The integrin α_vβ₆ is a potential target for treatment of idiopathic pulmonary fibrosis (IPF). Equilibrium dialysis (ED) was investigated for its ability to report ligand binding in an α_vβ₆ inhibitor screening assay. As a preliminary experiment, an established peptidomimetic inhibitor of the integrin was dialyzed against α_vβ₆, and the fraction bound (f_b) and percentage saturation determined by liquid chromatography-mass spectrometry (LC-MS) analysis.

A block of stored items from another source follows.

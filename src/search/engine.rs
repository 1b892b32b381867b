//! Depth-bounded, result-capped recursive walk / 有界递归搜索
//!
//! The engine holds no mutable state: depth and the result accumulator are threaded
//! through every recursive call, so one engine serves concurrent requests.

use std::future::Future;
use std::path::{Path, PathBuf};
use std::pin::Pin;
use std::sync::Arc;

use super::matcher::NameMatcher;
use super::schema::{SearchOutcome, SearchQuery};
use crate::error::{ExplorerError, Result};
use crate::models::EntryDescriptor;
use crate::storage::{base_name, FileSystem};

type WalkFuture<'a> = Pin<Box<dyn Future<Output = ()> + Send + 'a>>;

/// Per-request walk state / 单次搜索的遍历状态
struct Walk {
    root: PathBuf,
    matcher: NameMatcher,
    max_depth: usize,
    max_results: usize,
    results: Vec<EntryDescriptor>,
}

impl Walk {
    fn is_full(&self) -> bool {
        self.results.len() >= self.max_results
    }

    /// Parent directory relative to the root, "." for the root itself / 相对路径
    fn relative(&self, dir: &Path) -> String {
        match dir.strip_prefix(&self.root) {
            Ok(rel) if rel.as_os_str().is_empty() => ".".to_string(),
            Ok(rel) => rel.to_string_lossy().to_string(),
            Err(_) => dir.to_string_lossy().to_string(),
        }
    }
}

/// Search engine / 搜索引擎
pub struct SearchEngine {
    fs: Arc<dyn FileSystem>,
}

impl SearchEngine {
    pub fn new(fs: Arc<dyn FileSystem>) -> Self {
        Self { fs }
    }

    /// Run a search / 执行搜索
    ///
    /// The term is validated and compiled before the root is touched, so a bad pattern
    /// fails without any filesystem access. Per-entry I/O errors during the walk are
    /// skipped; only root validation errors abort the search.
    pub async fn search(&self, query: &SearchQuery) -> Result<SearchOutcome> {
        if query.term.is_empty() {
            return Err(ExplorerError::MissingQuery);
        }
        let matcher = NameMatcher::compile(&query.term, query.mode)?;

        let stat = self
            .fs
            .stat(&query.root)
            .await
            .map_err(|e| ExplorerError::from_stat(e, &query.root))?;
        if !stat.is_dir {
            return Err(ExplorerError::NotADirectory(query.root.clone()));
        }

        tracing::debug!(
            "search: root={:?}, term={:?}, mode={:?}, max_depth={}",
            query.root, query.term, query.mode, query.max_depth
        );

        let mut walk = Walk {
            root: query.root.clone(),
            matcher,
            max_depth: query.max_depth,
            max_results: query.max_results,
            results: Vec::new(),
        };
        self.walk_dir(&mut walk, query.root.clone(), 0).await;

        let total_found = walk.results.len();
        tracing::debug!("search: root={:?} found {} entries", query.root, total_found);

        Ok(SearchOutcome {
            results: walk.results,
            total_found,
        })
    }

    /// Pre-order walk of one directory level / 遍历单层目录
    fn walk_dir<'a>(&'a self, walk: &'a mut Walk, dir: PathBuf, depth: usize) -> WalkFuture<'a> {
        Box::pin(async move {
            if walk.is_full() {
                return;
            }

            let children = match self.fs.read_dir(&dir).await {
                Ok(children) => children,
                Err(e) => {
                    tracing::trace!("search: skip unreadable directory {:?}: {}", dir, e);
                    return;
                }
            };
            let relative = walk.relative(&dir);

            for child in children {
                if walk.is_full() {
                    return;
                }

                let stat = match self.fs.stat(&child).await {
                    Ok(stat) => stat,
                    Err(e) => {
                        tracing::trace!("search: skip entry {:?}: {}", child, e);
                        continue;
                    }
                };

                if walk.matcher.is_match(&base_name(&child)) {
                    let entry = EntryDescriptor::from_stat(&child, &stat).with_relative_path(relative.clone());
                    walk.results.push(entry);
                }

                // A matched directory is still searched inside
                if stat.is_dir && depth < walk.max_depth {
                    self.walk_dir(walk, child, depth + 1).await;
                }
            }
        })
    }
}
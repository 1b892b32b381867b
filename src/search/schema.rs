//! Search request and result types / 搜索请求与结果类型

use serde::Serialize;
use std::path::PathBuf;

use crate::models::EntryDescriptor;

/// Default recursion depth below the root / 默认搜索深度
pub const DEFAULT_MAX_DEPTH: usize = 5;

/// Hard cap on returned matches / 最大返回结果数
pub const MAX_RESULTS: usize = 100;

/// How the term is tested against a base name / 匹配模式
#[derive(Debug, Clone, Copy, PartialEq, Eq, Default)]
pub enum MatchMode {
    /// Case-insensitive substring / 忽略大小写的子串匹配
    #[default]
    Literal,
    /// Case-insensitive regular expression / 忽略大小写的正则匹配
    Regex,
}

/// Search query options / 搜索查询选项
#[derive(Debug, Clone)]
pub struct SearchQuery {
    /// Directory the walk starts from / 搜索根目录
    pub root: PathBuf,
    /// Search term, raw as the client sent it / 搜索关键词
    pub term: String,
    pub mode: MatchMode,
    pub max_depth: usize,
    pub max_results: usize,
}

impl SearchQuery {
    pub fn new(root: impl Into<PathBuf>, term: impl Into<String>) -> Self {
        Self {
            root: root.into(),
            term: term.into(),
            mode: MatchMode::Literal,
            max_depth: DEFAULT_MAX_DEPTH,
            max_results: MAX_RESULTS,
        }
    }

    pub fn regex(mut self, enabled: bool) -> Self {
        self.mode = if enabled { MatchMode::Regex } else { MatchMode::Literal };
        self
    }

    pub fn max_depth(mut self, depth: usize) -> Self {
        self.max_depth = depth;
        self
    }

    pub fn is_regex(&self) -> bool {
        self.mode == MatchMode::Regex
    }
}

/// Matches in discovery order / 按发现顺序排列的匹配结果
#[derive(Debug, Clone, Default, Serialize)]
pub struct SearchOutcome {
    pub results: Vec<EntryDescriptor>,
    /// Equals `results.len()`; the walk stops at the cap so this is never an unbounded count
    pub total_found: usize,
}
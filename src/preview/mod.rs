//! File preview classification / 文件预览分类
//!
//! Classification is extension-first (no I/O) and only reads content for the code
//! and text categories, where a NUL character demotes the file to binary.

pub mod category;
pub mod classifier;

pub use category::FileCategory;
pub use classifier::{
    ByteStreamHandle, Classification, ClassifiedFile, ContentClassifier, UnpreviewableReason,
    MAX_PREVIEW_SIZE,
};
//! Error taxonomy shared by search and preview / 搜索与预览共用的错误类型

use axum::http::StatusCode;
use std::path::PathBuf;
use thiserror::Error;

#[derive(Debug, Error)]
pub enum ExplorerError {
    /// Search term absent or empty / 搜索关键词为空
    #[error("Search query is required")]
    MissingQuery,

    /// Regex mode term that does not compile / 正则表达式无效
    #[error("Invalid regex pattern: {0}")]
    InvalidPattern(String),

    #[error("Path not found: {}", .0.display())]
    NotFound(PathBuf),

    #[error("Path is not a directory: {}", .0.display())]
    NotADirectory(PathBuf),

    #[error("Path is a directory, not a file: {}", .0.display())]
    IsADirectory(PathBuf),

    #[error(transparent)]
    Io(#[from] std::io::Error),
}

pub type Result<T> = std::result::Result<T, ExplorerError>;

impl ExplorerError {
    /// HTTP status for this error kind / 错误对应的 HTTP 状态码
    pub fn status(&self) -> StatusCode {
        match self {
            Self::MissingQuery
            | Self::InvalidPattern(_)
            | Self::NotADirectory(_)
            | Self::IsADirectory(_) => StatusCode::BAD_REQUEST,
            Self::NotFound(_) => StatusCode::NOT_FOUND,
            Self::Io(_) => StatusCode::INTERNAL_SERVER_ERROR,
        }
    }

    /// Map a stat failure on a request target, keeping NotFound distinct from other I/O failures
    pub fn from_stat(err: std::io::Error, path: &std::path::Path) -> Self {
        if err.kind() == std::io::ErrorKind::NotFound {
            Self::NotFound(path.to_path_buf())
        } else {
            Self::Io(err)
        }
    }
}
use regex::{Regex, RegexBuilder};

use super::schema::MatchMode;
use crate::error::{ExplorerError, Result};

/// Compiled name test, built once before the walk / 文件名匹配器
#[derive(Debug, Clone)]
pub enum NameMatcher {
    /// Lower-cased needle / 小写关键词
    Literal(String),
    Regex(Regex),
}

impl NameMatcher {
    /// Compile a term for the given mode / 编译匹配器
    ///
    /// In regex mode a `/pattern/` term is unwrapped to `pattern`. Matching is always
    /// case-insensitive.
    pub fn compile(term: &str, mode: MatchMode) -> Result<Self> {
        match mode {
            MatchMode::Literal => Ok(Self::Literal(term.to_lowercase())),
            MatchMode::Regex => {
                let pattern = strip_slashes(term);
                RegexBuilder::new(pattern)
                    .case_insensitive(true)
                    .build()
                    .map(Self::Regex)
                    .map_err(|e| ExplorerError::InvalidPattern(e.to_string()))
            }
        }
    }

    /// Test a base name / 测试文件名
    pub fn is_match(&self, name: &str) -> bool {
        match self {
            Self::Literal(needle) => name.to_lowercase().contains(needle.as_str()),
            Self::Regex(re) => re.is_match(name),
        }
    }
}

/// Unwrap `/pattern/`; a lone "/" is not a pair and stays as is
fn strip_slashes(term: &str) -> &str {
    term.strip_prefix('/')
        .and_then(|inner| inner.strip_suffix('/'))
        .unwrap_or(term)
}
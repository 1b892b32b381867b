use axum::{
    extract::{Path, State},
    Json,
};
use serde::Serialize;
use std::sync::Arc;

use super::{request_path, ApiError, Endpoint};
use crate::state::AppState;
use explorer_backend::browse::list_directory;
use explorer_backend::models::EntryDescriptor;

#[derive(Debug, Serialize)]
pub struct DirectoryListing {
    pub directory: String,
    pub files: Vec<EntryDescriptor>,
}

/// GET /api/files/*path - 列出目录内容
pub async fn list_files(
    State(state): State<Arc<AppState>>,
    path: Option<Path<String>>,
) -> Result<Json<DirectoryListing>, ApiError> {
    let dir_path = request_path(path.map(|Path(p)| p));

    let files = list_directory(state.fs.as_ref(), std::path::Path::new(&dir_path))
        .await
        .map_err(|e| ApiError::new(Endpoint::Browse, e))?;

    Ok(Json(DirectoryListing {
        directory: dir_path,
        files,
    }))
}
use chrono::Utc;

fn main() {
    // 设置构建时间，健康检查接口返回
    let build_time = Utc::now().format("%Y-%m-%d %H:%M:%S UTC").to_string();
    println!("cargo:rustc-env=BUILD_TIME={}", build_time);

    // 当build.rs改变时重新运行
    println!("cargo:rerun-if-changed=build.rs");
}
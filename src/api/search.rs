use axum::{
    extract::{Path, Query, State},
    Json,
};
use serde::{Deserialize, Serialize};
use std::sync::Arc;

use super::{request_path, ApiError, Endpoint};
use crate::state::AppState;
use explorer_backend::error::ExplorerError;
use explorer_backend::models::EntryDescriptor;
use explorer_backend::search::SearchQuery;
use explorer_backend::utils::parse_depth;

#[derive(Debug, Deserialize)]
#[serde(rename_all = "camelCase")]
pub struct SearchParams {
    pub q: Option<String>,
    /// "true" enables regex mode / 为 "true" 时启用正则模式
    pub regex: Option<String>,
    pub max_depth: Option<String>,
}

#[derive(Debug, Serialize)]
#[serde(rename_all = "camelCase")]
pub struct SearchResponse {
    pub search_directory: String,
    pub query: String,
    pub is_regex: bool,
    pub results: Vec<EntryDescriptor>,
    pub total_found: usize,
}

/// GET /api/search/*path?q=&regex=&maxDepth= - 递归搜索文件名
pub async fn search(
    State(state): State<Arc<AppState>>,
    path: Option<Path<String>>,
    Query(params): Query<SearchParams>,
) -> Result<Json<SearchResponse>, ApiError> {
    let search_dir = request_path(path.map(|Path(p)| p));

    let term = match params.q {
        Some(q) if !q.is_empty() => q,
        _ => return Err(ApiError::new(Endpoint::Search, ExplorerError::MissingQuery)),
    };
    let is_regex = params.regex.as_deref() == Some("true");
    let max_depth = parse_depth(params.max_depth.as_deref(), state.default_max_depth());

    let query = SearchQuery::new(&search_dir, term)
        .regex(is_regex)
        .max_depth(max_depth);

    let outcome = state
        .search_engine
        .search(&query)
        .await
        .map_err(|e| ApiError::new(Endpoint::Search, e))?;

    Ok(Json(SearchResponse {
        search_directory: search_dir,
        query: query.term,
        is_regex,
        results: outcome.results,
        total_found: outcome.total_found,
    }))
}
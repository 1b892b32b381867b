pub mod browse;
pub mod config;
pub mod error;
pub mod models;
pub mod preview;
pub mod search;
pub mod storage;
pub mod utils;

Quantitation of the inhibitor in the two chambers of the ED cartridge revealed an uneven distribution in the presence of α_vβ₆, corresponding to near saturation binding to the protein (93 ± 3%), while the control (without integrin) showed an equal partitioning of the inhibitor on either side of the dialysis membrane. A competitive ED assay with a 12 component mixture of antagonists was conducted, and the results compared with an established cell adhesion assay for quantifying α_vβ₆ inhibition of individual antagonists. Compounds clustered into three groupings: those with pIC₅₀ values between ca. 5.0 and 5.5, which possessed ED f_b values indistinguishable from the controls, those with pIC₅₀s of 6.5 ± 0.2, which exhibited detectable integrin binding (f_b 13-25%) in the ED assay, and a single compound of pIC₅₀ 7.2 possessing an f_b value of 38%. A good correlation between ED-derived f_b and pIC₅₀ was observed despite the two assays utilizing quite different outputs. These results demonstrate that ED with LC-MS detection shows promise as a rapid α_vβ₆ integrin antagonist screening assay for mixtures of putative ligands.